Come a Bologna il cardinal Paleotti, Borromeo ritiene che la riforma delle diocesi passi attraverso la guida del vescovo, per cui la sua pratica è improntata a rafforzare il prestigio, l'autorità e i poteri del vescovo, in primis nell'organizzazione della sua diocesi.

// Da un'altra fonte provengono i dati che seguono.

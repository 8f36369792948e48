//! Validated request builders for every API operation.
//!
//! # Design
//! Each operation is split into a `build_*` method here, which validates the
//! parameters and produces an `HttpRequest` without touching the network,
//! and the round trip in `CrmApiClient`. A request that fails validation is
//! never built, so it can never be sent.
//!
//! `get_lead_by_id` and `get_tasks_by_element_id` validate under the bare keys
//! `id` and `element_id`. The rule table has no entry for those keys, so they
//! accept any value; the qualified `leads/id` rule is not consulted.

use serde_json::{json, Value};

use crate::config::Endpoints;
use crate::error::{CrmError, PreconditionError};
use crate::http::HttpRequest;
use crate::rules::RuleTable;
use crate::types::{Task, REQUIRED_TASK_FIELDS};
use crate::validate::RequestValidator;

const TASK_FILTER_PARAM: &str = "filter/tasks";
const LEAD_ID_PARAM: &str = "id";
const ELEMENT_ID_PARAM: &str = "element_id";
const ADD_TASK_PREFIX: &str = "task/add/";

#[derive(Debug, Clone)]
pub struct CrmRequests {
    endpoints: Endpoints,
    rules: RuleTable,
}

impl CrmRequests {
    pub fn new(endpoints: Endpoints, rules: RuleTable) -> Self {
        Self { endpoints, rules }
    }

    pub fn endpoints(&self) -> &Endpoints {
        &self.endpoints
    }

    pub fn rules(&self) -> &RuleTable {
        &self.rules
    }

    pub fn validator(&self) -> RequestValidator<'_> {
        RequestValidator::new(&self.rules)
    }

    /// `GET leads?filter[tasks]=<code>`.
    pub fn build_filter_leads_by_task_presence(&self, code: i64) -> Result<HttpRequest, CrmError> {
        self.validator().validate(TASK_FILTER_PARAM, &json!(code))?;
        Ok(HttpRequest::get(&self.endpoints.leads, format!("filter[tasks]={code}")))
    }

    /// `GET leads?id=<id>`.
    pub fn build_get_lead_by_id(&self, id: i64) -> Result<HttpRequest, CrmError> {
        self.validator().validate(LEAD_ID_PARAM, &json!(id))?;
        Ok(HttpRequest::get(&self.endpoints.leads, format!("id={id}")))
    }

    /// `GET tasks?element_id=<id>`.
    pub fn build_get_tasks_by_element_id(&self, element_id: i64) -> Result<HttpRequest, CrmError> {
        self.validator().validate(ELEMENT_ID_PARAM, &json!(element_id))?;
        Ok(HttpRequest::get(
            &self.endpoints.tasks,
            format!("element_id={element_id}"),
        ))
    }

    /// `POST tasks` with `{"add": [task, ...]}` built from raw task objects.
    ///
    /// Every task must be an object carrying all of `REQUIRED_TASK_FIELDS`;
    /// that is checked for the whole list before any field is validated.
    pub fn build_add_tasks(&self, tasks: &[Value]) -> Result<HttpRequest, CrmError> {
        check_task_fields(tasks)?;

        let validator = self.validator();
        for task in tasks {
            if let Some(fields) = task.as_object() {
                for (field, value) in fields {
                    validator.validate(&format!("{ADD_TASK_PREFIX}{field}"), value)?;
                }
            }
        }

        Ok(HttpRequest::post_json(&self.endpoints.tasks, &json!({ "add": tasks }))?)
    }

    /// Same as `build_add_tasks` for typed tasks.
    pub fn build_add_typed_tasks(&self, tasks: &[Task]) -> Result<HttpRequest, CrmError> {
        let values = tasks
            .iter()
            .map(serde_json::to_value)
            .collect::<Result<Vec<_>, _>>()?;
        self.build_add_tasks(&values)
    }
}

fn check_task_fields(tasks: &[Value]) -> Result<(), PreconditionError> {
    for (index, task) in tasks.iter().enumerate() {
        let fields = task.as_object().ok_or(PreconditionError::TaskNotObject { index })?;
        if let Some(&field) = REQUIRED_TASK_FIELDS.iter().find(|f| !fields.contains_key(**f)) {
            return Err(PreconditionError::MissingTaskField { index, field });
        }
    }
    Ok(())
}
//! HTTP request and response types exchanged with a `Transport`.
//!
//! # Design
//! Requests and responses are plain data. The client builds an `HttpRequest`
//! with an endpoint path relative to the account domain; the transport owns
//! the base URL and the session cookie and hands back the raw
//! `HttpResponse`. The client then decodes it into an `ApiResponse`, which is
//! what the status guard and the parsers look at.

use serde_json::Value;
use tracing::debug;

/// HTTP method for a request. amoCRM's leads and tasks API only needs two.
#[derive(Debug, Clone, Copy, PartialEq, Eq)]
pub enum HttpMethod {
    Get,
    Post,
}

impl HttpMethod {
    pub fn as_str(self) -> &'static str {
        match self {
            HttpMethod::Get => "GET",
            HttpMethod::Post => "POST",
        }
    }
}

/// An HTTP request described as plain data.
#[derive(Debug, Clone, PartialEq)]
pub struct HttpRequest {
    pub method: HttpMethod,
    /// Endpoint path, possibly with a fixed query (`/private/api/auth.php?type=json`).
    pub path: String,
    /// Already-encoded query string for GET requests.
    pub query: Option<String>,
    pub headers: Vec<(String, String)>,
    /// JSON text for POST requests.
    pub body: Option<String>,
}

impl HttpRequest {
    pub fn get(path: &str, query: String) -> Self {
        Self {
            method: HttpMethod::Get,
            path: path.to_string(),
            query: Some(query),
            headers: Vec::new(),
            body: None,
        }
    }

    pub fn post_json(path: &str, body: &Value) -> Result<Self, serde_json::Error> {
        Ok(Self {
            method: HttpMethod::Post,
            path: path.to_string(),
            query: None,
            headers: vec![("content-type".to_string(), "application/json".to_string())],
            body: Some(serde_json::to_string(body)?),
        })
    }

    /// Path and query joined the way they go on the wire.
    pub fn target(&self) -> String {
        match &self.query {
            None => self.path.clone(),
            Some(q) if self.path.contains('?') => format!("{}&{q}", self.path),
            Some(q) => format!("{}?{q}", self.path),
        }
    }
}

/// An HTTP response described as plain data.
#[derive(Debug, Clone, PartialEq)]
pub struct HttpResponse {
    pub status: u16,
    pub headers: Vec<(String, String)>,
    pub body: String,
}

/// A response with its body decoded as JSON.
///
/// `body` is `None` when the server sent nothing (amoCRM answers `204` for an
/// empty result) or sent something that is not JSON.
#[derive(Debug, Clone, PartialEq)]
pub struct ApiResponse {
    pub status: u16,
    pub body: Option<Value>,
}

impl ApiResponse {
    pub fn new(status: u16, body: Option<Value>) -> Self {
        Self { status, body }
    }

    /// The `_embedded.items` collection of a read response, empty when absent.
    pub fn embedded_items(&self) -> &[Value] {
        self.body
            .as_ref()
            .and_then(|b| b.pointer("/_embedded/items"))
            .and_then(Value::as_array)
            .map(Vec::as_slice)
            .unwrap_or(&[])
    }

    /// A field of the `response` envelope amoCRM wraps auth and error replies in.
    pub fn envelope_field(&self, field: &str) -> Option<&Value> {
        self.body.as_ref()?.get("response")?.get(field)
    }
}

impl From<HttpResponse> for ApiResponse {
    fn from(response: HttpResponse) -> Self {
        let body = if response.body.trim().is_empty() {
            None
        } else {
            match serde_json::from_str(&response.body) {
                Ok(value) => Some(value),
                Err(e) => {
                    debug!(status = response.status, error = %e, "response body is not JSON");
                    None
                }
            }
        };
        ApiResponse {
            status: response.status,
            body,
        }
    }
}
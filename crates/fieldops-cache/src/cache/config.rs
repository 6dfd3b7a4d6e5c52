//! Cache configuration: TTL table, namespace and category bindings.

use std::collections::BTreeMap;
use std::time::Duration;

use fieldops_domain::Category;

/// Default namespace prefixed to every stored key
pub const DEFAULT_NAMESPACE: &str = "fieldops-cache:";

/// Cache TTL configuration
#[derive(Debug, Clone, Copy, PartialEq, Eq)]
pub struct CacheTtl {
    /// Teams, units, commodities
    pub reference: Duration,
    /// Paged order/invoice/client listings
    pub listing: Duration,
    /// Single entity lookups
    pub detail: Duration,
    /// Dashboard counters
    pub dashboard: Duration,
}

impl Default for CacheTtl {
    fn default() -> Self {
        Self {
            reference: Duration::from_secs(3600),
            listing: Duration::from_secs(900),
            detail: Duration::from_secs(300),
            dashboard: Duration::from_secs(120),
        }
    }
}

/// Cache service configuration
#[derive(Debug, Clone)]
pub struct CacheConfig {
    pub namespace: String,
    pub ttl: CacheTtl,
    /// Resource prefixes dropped when a category is invalidated
    pub bindings: BTreeMap<Category, Vec<String>>,
    /// Per-category broadcast channel capacity
    pub channel_capacity: usize,
}

impl CacheConfig {
    pub fn default_bindings() -> BTreeMap<Category, Vec<String>> {
        let bind = |resources: &[&str]| resources.iter().map(|r| (*r).to_string()).collect();

        BTreeMap::from([
            (Category::Orders, bind(&["orders", "dashboard"])),
            (Category::Invoices, bind(&["invoices", "dashboard"])),
            (Category::Clients, bind(&["clients", "dashboard"])),
            (Category::Teams, bind(&["teams"])),
            (Category::Units, bind(&["units"])),
            (Category::Commodities, bind(&["commodities"])),
        ])
    }
}

impl Default for CacheConfig {
    fn default() -> Self {
        Self {
            namespace: DEFAULT_NAMESPACE.to_string(),
            ttl: CacheTtl::default(),
            bindings: Self::default_bindings(),
            channel_capacity: 256,
        }
    }
}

Nelle scelte pastorali Carlo Borromeo considera di primaria importanza la celebrazione di sinodi diocesani e concili provinciali, l'effettuazione di visite pastorali della diocesi, l'attività di visitatore apostolico delle diocesi suffraganee.
La sua insistenza per una autonomia della giurisdizione ecclesiastica di fronte alle interferenze del potere temporale nelle questioni ecclesiastiche determinarono una conflittualità costante tra il vescovo da una parte, i governatori spagnoli ed il senato milanese dall'altra; nella stessa ottica si inseriscono gli sforzi di resistere alle interferenze del centralismo romano nell'amministrazione diocesana.
Intransigente nella lotta alle superstizioni, additò anche al popolo dei fedeli le pratiche religiose sostitutive: le processioni delle reliquie, le devozioni ai santi, i pellegrinaggi. Enorme popolarità gli venne dall'essersi prodigato personalmente con carità e dedizione a favore degli appestati durante l'epidemia del 1576.
Dopo la sua morte, le congregazioni romane presentarono la figura di Borromeo come modello di vescovo, mettendo però in ombra la concezione di Borromeo del vescovo come un'autorità intermedia e indipendente tra Roma e il popolo dei fedeli.
Dopo la sua morte il popolo di Milano iniziò a tributargli culto e venerazione. L'iniziativa della promozione della sua canonizzazione parte nel 1601 dagli Oblati, congregazione diocesana di preti votati al vescovo fondata da Carlo Borromeo nel 1578, si conclude a Roma, dopo l'esame dei processi informativi da parte della Congregazione dei Riti, con la bolla di canonizzazione (1° novembre 1610) e la proclamazione di Carlo Borromeo santo.